Start of Block
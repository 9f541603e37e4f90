//! HTTP transport abstraction.
//!
//! The executor talks to the network only through [`Transport`], so clients
//! can be handed a preconfigured reqwest client, or a test double, at
//! construction time instead of sharing a process-wide default.

use crate::client::ClientConfig;
use crate::{Error, Result};
use async_trait::async_trait;
use reqwest::{Client, ClientBuilder, Method, StatusCode};
use serde::de::DeserializeOwned;

/// A fully described outbound request.
#[derive(Debug, Clone, PartialEq, Eq)]
pub struct HttpRequest {
    /// HTTP method
    pub method: Method,
    /// Absolute URL
    pub url: String,
    /// Headers to attach, in order
    pub headers: Vec<(&'static str, String)>,
    /// Raw body, if any
    pub body: Option<Vec<u8>>,
}

impl HttpRequest {
    /// Returns the value of the first header with the given name.
    ///
    /// Names are compared case-insensitively.
    #[must_use]
    pub fn header(&self, name: &str) -> Option<&str> {
        self.headers
            .iter()
            .find(|(key, _)| key.eq_ignore_ascii_case(name))
            .map(|(_, value)| value.as_str())
    }
}

/// A fully buffered response.
#[derive(Debug, Clone, PartialEq, Eq)]
pub struct HttpResponse {
    /// Response status
    pub status: StatusCode,
    /// Response body bytes
    pub body: Vec<u8>,
}

impl HttpResponse {
    /// Create a response from its parts.
    #[must_use]
    pub fn new(status: StatusCode, body: impl Into<Vec<u8>>) -> Self {
        Self {
            status,
            body: body.into(),
        }
    }

    /// Body as text, replacing invalid UTF-8 sequences.
    #[must_use]
    pub fn text(&self) -> String {
        String::from_utf8_lossy(&self.body).into_owned()
    }

    /// Decode the body as JSON.
    ///
    /// # Errors
    ///
    /// Returns [`Error::Decode`] if the body is empty or does not match `T`.
    pub fn json<T>(&self) -> Result<T>
    where
        T: DeserializeOwned,
    {
        serde_json::from_slice(&self.body).map_err(|err| Error::Decode(err.to_string()))
    }
}

/// Sends a single HTTP request and buffers the response.
#[cfg_attr(test, mockall::automock)]
#[async_trait]
pub trait Transport: Send + Sync {
    /// Issue `request` and return the status and body.
    ///
    /// Implementations must not interpret the status code.
    async fn send(&self, request: HttpRequest) -> Result<HttpResponse>;
}

/// [`Transport`] backed by a `reqwest::Client`.
#[derive(Debug, Clone)]
pub struct ReqwestTransport {
    http: Client,
}

impl ReqwestTransport {
    /// Build a transport from the HTTP client configuration.
    ///
    /// # Errors
    ///
    /// Returns [`Error::ConfigError`] if the underlying client cannot be built.
    pub fn new(config: &ClientConfig) -> Result<Self> {
        let mut builder = ClientBuilder::new()
            .timeout(config.timeout)
            .connect_timeout(config.connect_timeout)
            .pool_idle_timeout(config.pool_idle_timeout)
            .pool_max_idle_per_host(config.pool_max_idle_per_host);

        if !config.enable_compression {
            builder = builder.no_gzip();
        }

        let http = builder
            .build()
            .map_err(|err| Error::ConfigError(format!("Failed to build HTTP client: {err}")))?;

        Ok(Self { http })
    }
}

#[async_trait]
impl Transport for ReqwestTransport {
    async fn send(&self, request: HttpRequest) -> Result<HttpResponse> {
        let mut builder = self.http.request(request.method, &request.url);
        for (name, value) in &request.headers {
            builder = builder.header(*name, value);
        }
        if let Some(body) = request.body {
            builder = builder.body(body);
        }

        let response = builder.send().await?;
        let status = response.status();
        let body = response.bytes().await?.to_vec();

        Ok(HttpResponse { status, body })
    }
}

#[cfg(test)]
mod tests {
    use super::*;
    use serde_json::json;
    use wiremock::matchers::{body_json, header, method, path};
    use wiremock::{Mock, MockServer, ResponseTemplate};

    fn transport() -> ReqwestTransport {
        ReqwestTransport::new(&ClientConfig::new()).unwrap()
    }

    #[tokio::test]
    async fn sends_method_headers_and_body() {
        let server = MockServer::start().await;
        Mock::given(method("POST"))
            .and(path("/api/engines"))
            .and(header("X-Access-Token", "admin:tok"))
            .and(body_json(json!({"id": "e1"})))
            .respond_with(ResponseTemplate::new(201))
            .expect(1)
            .mount(&server)
            .await;

        let response = transport()
            .send(HttpRequest {
                method: Method::POST,
                url: format!("{}/api/engines", server.uri()),
                headers: vec![("X-Access-Token", "admin:tok".to_string())],
                body: Some(br#"{"id":"e1"}"#.to_vec()),
            })
            .await
            .unwrap();

        assert_eq!(response.status, StatusCode::CREATED);
        assert!(response.body.is_empty());
    }

    #[tokio::test]
    async fn sets_no_extra_headers() {
        let server = MockServer::start().await;
        Mock::given(method("POST"))
            .respond_with(ResponseTemplate::new(200))
            .mount(&server)
            .await;

        transport()
            .send(HttpRequest {
                method: Method::POST,
                url: format!("{}/auth/login", server.uri()),
                headers: vec![("X-Service-Key", "k".to_string())],
                body: Some(b"{}".to_vec()),
            })
            .await
            .unwrap();

        let requests = server.received_requests().await.unwrap();
        assert_eq!(requests.len(), 1);
        let received = &requests[0];
        assert!(received.headers.get("content-type").is_none());
        assert!(received.headers.get("user-agent").is_none());
        assert!(received.headers.get("accept-encoding").is_none());
        assert_eq!(received.headers.get("x-service-key").unwrap(), "k");
    }

    #[tokio::test]
    async fn returns_status_without_interpreting_it() {
        let server = MockServer::start().await;
        Mock::given(method("GET"))
            .respond_with(ResponseTemplate::new(500).set_body_string("boom"))
            .mount(&server)
            .await;

        let response = transport()
            .send(HttpRequest {
                method: Method::GET,
                url: format!("{}/api/events", server.uri()),
                headers: Vec::new(),
                body: None,
            })
            .await
            .unwrap();

        assert_eq!(response.status, StatusCode::INTERNAL_SERVER_ERROR);
        assert_eq!(response.text(), "boom");
    }

    #[tokio::test]
    async fn connection_failure_is_transport_error() {
        let listener = std::net::TcpListener::bind("127.0.0.1:0").unwrap();
        let port = listener.local_addr().unwrap().port();
        drop(listener);
        let url = format!("http://127.0.0.1:{port}/api/events");

        let err = transport()
            .send(HttpRequest {
                method: Method::GET,
                url,
                headers: Vec::new(),
                body: None,
            })
            .await
            .unwrap_err();

        assert!(matches!(err, Error::Transport(_)));
    }

    #[test]
    fn response_json_decodes_and_reports_errors() {
        let response = HttpResponse::new(StatusCode::OK, br#"[{"id":"a"}]"#.to_vec());
        let values: Vec<serde_json::Value> = response.json().unwrap();
        assert_eq!(values.len(), 1);

        let empty = HttpResponse::new(StatusCode::OK, Vec::new());
        let err = empty.json::<Vec<serde_json::Value>>().unwrap_err();
        assert!(matches!(err, Error::Decode(_)));
    }

    #[test]
    fn request_header_lookup_is_case_insensitive() {
        let request = HttpRequest {
            method: Method::GET,
            url: "http://shipyard.local/api/roles".into(),
            headers: vec![("X-Access-Token", "a:b".into())],
            body: None,
        };
        assert_eq!(request.header("x-access-token"), Some("a:b"));
        assert_eq!(request.header("X-Service-Key"), None);
    }
}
End of Block
WHAT IS EXPECTED: Among the entries above, how many lines hold the string "fully"? Answer with the number only.

ANSWER SPACE: 2